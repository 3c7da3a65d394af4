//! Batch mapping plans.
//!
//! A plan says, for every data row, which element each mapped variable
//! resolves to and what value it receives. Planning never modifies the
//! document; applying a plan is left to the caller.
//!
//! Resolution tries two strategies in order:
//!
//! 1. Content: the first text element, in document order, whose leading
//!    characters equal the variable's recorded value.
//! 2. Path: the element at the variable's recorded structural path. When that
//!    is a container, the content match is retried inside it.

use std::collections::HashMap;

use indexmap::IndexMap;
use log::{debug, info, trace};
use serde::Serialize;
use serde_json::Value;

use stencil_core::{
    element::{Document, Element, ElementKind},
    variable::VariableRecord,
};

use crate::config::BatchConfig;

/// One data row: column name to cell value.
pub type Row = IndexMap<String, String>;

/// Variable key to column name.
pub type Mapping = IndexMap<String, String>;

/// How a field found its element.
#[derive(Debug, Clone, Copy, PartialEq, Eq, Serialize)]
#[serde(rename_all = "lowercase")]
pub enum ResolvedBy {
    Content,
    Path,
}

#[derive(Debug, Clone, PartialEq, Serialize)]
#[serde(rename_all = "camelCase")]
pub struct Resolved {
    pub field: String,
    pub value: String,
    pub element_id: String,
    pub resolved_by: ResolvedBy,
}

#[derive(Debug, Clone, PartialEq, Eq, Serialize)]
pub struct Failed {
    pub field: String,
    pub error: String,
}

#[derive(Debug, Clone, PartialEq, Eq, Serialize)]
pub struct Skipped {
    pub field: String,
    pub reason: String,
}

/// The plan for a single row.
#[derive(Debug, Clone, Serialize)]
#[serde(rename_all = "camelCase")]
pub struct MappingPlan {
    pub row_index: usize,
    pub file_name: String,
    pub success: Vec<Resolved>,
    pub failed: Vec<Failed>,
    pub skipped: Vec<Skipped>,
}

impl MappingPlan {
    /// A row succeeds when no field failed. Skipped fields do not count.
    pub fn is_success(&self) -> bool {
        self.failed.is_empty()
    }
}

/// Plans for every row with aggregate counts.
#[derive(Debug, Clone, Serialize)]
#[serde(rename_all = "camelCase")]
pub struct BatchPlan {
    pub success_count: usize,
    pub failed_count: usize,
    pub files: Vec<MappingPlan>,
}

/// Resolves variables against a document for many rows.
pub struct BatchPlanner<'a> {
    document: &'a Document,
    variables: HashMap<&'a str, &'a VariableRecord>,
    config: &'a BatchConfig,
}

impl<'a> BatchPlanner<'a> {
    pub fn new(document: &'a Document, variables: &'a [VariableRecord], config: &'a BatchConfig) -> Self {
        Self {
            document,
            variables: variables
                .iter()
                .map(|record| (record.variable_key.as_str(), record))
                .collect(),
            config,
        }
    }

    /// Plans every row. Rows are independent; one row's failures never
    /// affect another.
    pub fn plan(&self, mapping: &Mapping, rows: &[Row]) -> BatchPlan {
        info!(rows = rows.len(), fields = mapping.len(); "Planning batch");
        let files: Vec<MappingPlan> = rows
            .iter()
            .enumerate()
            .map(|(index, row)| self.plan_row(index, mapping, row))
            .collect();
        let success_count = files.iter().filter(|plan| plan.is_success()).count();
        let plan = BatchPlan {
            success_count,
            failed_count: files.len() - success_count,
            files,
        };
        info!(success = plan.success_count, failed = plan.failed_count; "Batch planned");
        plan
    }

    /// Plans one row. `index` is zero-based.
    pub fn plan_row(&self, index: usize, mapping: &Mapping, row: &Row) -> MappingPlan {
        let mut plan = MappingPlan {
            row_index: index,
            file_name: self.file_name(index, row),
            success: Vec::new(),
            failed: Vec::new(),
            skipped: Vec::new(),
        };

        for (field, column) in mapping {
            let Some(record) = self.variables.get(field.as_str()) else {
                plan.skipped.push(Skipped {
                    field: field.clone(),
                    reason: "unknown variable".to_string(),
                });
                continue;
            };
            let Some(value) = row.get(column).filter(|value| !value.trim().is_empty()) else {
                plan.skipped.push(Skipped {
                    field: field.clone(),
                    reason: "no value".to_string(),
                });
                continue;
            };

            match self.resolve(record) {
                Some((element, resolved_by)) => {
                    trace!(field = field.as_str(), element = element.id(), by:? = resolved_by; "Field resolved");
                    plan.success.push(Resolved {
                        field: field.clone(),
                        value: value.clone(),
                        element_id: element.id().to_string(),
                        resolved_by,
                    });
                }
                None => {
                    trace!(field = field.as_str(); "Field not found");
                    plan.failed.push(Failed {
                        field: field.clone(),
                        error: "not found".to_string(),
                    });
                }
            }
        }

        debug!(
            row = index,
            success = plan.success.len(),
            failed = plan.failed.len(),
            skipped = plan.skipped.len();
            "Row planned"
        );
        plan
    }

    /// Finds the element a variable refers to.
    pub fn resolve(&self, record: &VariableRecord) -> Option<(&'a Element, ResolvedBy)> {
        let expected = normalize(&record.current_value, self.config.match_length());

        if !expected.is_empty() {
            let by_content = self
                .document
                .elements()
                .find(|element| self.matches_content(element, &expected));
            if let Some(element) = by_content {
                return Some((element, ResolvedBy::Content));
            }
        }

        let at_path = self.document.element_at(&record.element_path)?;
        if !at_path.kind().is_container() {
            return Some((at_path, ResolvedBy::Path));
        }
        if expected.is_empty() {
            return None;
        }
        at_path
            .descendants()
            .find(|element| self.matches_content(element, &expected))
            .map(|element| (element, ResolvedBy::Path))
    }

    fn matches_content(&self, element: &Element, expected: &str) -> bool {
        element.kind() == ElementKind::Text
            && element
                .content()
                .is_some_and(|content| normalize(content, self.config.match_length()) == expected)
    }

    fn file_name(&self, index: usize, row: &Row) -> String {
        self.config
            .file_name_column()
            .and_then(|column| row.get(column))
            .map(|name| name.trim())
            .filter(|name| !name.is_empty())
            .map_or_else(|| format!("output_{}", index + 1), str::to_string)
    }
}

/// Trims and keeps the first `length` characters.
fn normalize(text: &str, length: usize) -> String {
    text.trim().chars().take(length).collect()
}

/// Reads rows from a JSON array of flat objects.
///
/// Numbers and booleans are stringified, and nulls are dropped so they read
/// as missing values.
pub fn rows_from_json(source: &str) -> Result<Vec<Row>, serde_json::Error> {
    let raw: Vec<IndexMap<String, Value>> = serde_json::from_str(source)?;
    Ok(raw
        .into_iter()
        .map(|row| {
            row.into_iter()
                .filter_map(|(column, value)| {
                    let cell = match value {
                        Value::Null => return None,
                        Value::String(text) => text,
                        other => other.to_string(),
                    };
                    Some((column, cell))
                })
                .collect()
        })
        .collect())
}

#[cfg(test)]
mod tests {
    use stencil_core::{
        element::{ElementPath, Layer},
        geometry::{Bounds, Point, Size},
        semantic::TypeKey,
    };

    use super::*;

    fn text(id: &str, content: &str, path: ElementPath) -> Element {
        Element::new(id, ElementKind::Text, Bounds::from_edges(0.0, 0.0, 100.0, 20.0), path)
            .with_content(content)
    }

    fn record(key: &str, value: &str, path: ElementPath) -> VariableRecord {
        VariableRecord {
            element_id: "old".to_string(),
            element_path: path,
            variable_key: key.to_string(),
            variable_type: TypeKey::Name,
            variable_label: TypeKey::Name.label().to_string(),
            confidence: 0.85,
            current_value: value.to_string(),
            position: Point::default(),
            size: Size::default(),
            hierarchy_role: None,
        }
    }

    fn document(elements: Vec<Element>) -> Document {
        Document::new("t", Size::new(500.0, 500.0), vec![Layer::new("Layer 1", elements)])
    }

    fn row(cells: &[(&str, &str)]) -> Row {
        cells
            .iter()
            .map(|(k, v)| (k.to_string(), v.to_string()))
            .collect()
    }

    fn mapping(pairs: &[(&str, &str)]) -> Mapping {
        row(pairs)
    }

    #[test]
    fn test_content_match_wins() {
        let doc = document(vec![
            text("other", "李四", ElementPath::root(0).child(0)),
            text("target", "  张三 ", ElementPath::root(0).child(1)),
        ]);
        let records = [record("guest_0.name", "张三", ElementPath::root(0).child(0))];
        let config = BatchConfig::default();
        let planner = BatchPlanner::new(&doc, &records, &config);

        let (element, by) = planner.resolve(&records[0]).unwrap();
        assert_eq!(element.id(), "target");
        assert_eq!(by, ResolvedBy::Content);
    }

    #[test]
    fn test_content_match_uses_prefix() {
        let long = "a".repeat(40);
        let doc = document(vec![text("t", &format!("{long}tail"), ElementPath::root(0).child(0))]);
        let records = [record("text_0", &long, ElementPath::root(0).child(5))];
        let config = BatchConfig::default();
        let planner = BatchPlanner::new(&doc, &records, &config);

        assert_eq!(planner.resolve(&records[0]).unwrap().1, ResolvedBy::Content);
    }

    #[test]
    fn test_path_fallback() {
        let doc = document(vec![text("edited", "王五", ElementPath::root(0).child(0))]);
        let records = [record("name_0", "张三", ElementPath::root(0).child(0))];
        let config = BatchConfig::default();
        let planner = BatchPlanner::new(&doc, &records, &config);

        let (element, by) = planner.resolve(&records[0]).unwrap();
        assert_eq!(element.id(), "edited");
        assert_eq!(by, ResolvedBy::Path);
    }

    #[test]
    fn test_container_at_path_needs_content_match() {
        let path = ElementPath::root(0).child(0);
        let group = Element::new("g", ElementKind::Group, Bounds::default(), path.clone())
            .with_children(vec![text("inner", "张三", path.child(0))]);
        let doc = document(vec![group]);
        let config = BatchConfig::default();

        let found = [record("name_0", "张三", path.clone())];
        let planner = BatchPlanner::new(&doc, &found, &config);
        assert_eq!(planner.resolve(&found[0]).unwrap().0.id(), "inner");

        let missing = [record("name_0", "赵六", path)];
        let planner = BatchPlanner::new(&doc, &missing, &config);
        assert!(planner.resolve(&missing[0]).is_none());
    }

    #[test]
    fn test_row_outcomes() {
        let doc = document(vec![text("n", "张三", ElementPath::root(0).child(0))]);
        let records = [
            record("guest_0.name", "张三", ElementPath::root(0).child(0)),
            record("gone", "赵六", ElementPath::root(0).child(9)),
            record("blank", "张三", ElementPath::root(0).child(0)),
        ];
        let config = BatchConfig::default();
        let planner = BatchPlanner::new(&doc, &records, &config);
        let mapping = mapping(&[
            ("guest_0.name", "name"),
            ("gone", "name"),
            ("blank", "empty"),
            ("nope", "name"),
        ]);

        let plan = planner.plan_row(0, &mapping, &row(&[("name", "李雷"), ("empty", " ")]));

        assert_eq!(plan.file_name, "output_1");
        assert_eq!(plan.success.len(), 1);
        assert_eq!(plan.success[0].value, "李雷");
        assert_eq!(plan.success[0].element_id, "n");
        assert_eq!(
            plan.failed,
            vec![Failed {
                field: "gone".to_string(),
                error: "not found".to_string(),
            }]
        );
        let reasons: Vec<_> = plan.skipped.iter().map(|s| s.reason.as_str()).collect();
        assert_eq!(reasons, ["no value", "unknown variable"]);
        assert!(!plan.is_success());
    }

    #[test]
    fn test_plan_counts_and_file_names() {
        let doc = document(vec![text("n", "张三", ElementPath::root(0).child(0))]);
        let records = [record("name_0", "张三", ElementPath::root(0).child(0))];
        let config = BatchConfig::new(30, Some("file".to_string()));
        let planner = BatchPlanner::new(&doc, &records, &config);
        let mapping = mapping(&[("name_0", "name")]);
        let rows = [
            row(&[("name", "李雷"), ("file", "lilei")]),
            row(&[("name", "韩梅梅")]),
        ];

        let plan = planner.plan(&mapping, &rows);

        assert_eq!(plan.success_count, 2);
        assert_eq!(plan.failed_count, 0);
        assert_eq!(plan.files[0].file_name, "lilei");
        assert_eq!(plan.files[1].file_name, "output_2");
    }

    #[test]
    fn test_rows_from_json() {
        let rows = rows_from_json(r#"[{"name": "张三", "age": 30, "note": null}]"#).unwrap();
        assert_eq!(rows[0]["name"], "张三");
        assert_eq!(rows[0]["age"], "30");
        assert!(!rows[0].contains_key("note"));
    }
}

------

Nothing but an exact copy of the lines from the start of the entries through the line containing "retried inside it." belongs in the response.

▶ Reply to the exercise:
repository 3c7da3a65d394af4
//! Batch mapping plans.
//!
//! A plan says, for every data row, which element each mapped variable
//! resolves to and what value it receives. Planning never modifies the
//! document; applying a plan is left to the caller.
//!
//! Resolution tries two strategies in order:
//!
//! 1. Content: the first text element, in document order, whose leading
//!    characters equal the variable's recorded value.
//! 2. Path: the element at the variable's recorded structural path. When that
//!    is a container, the content match is retried inside it.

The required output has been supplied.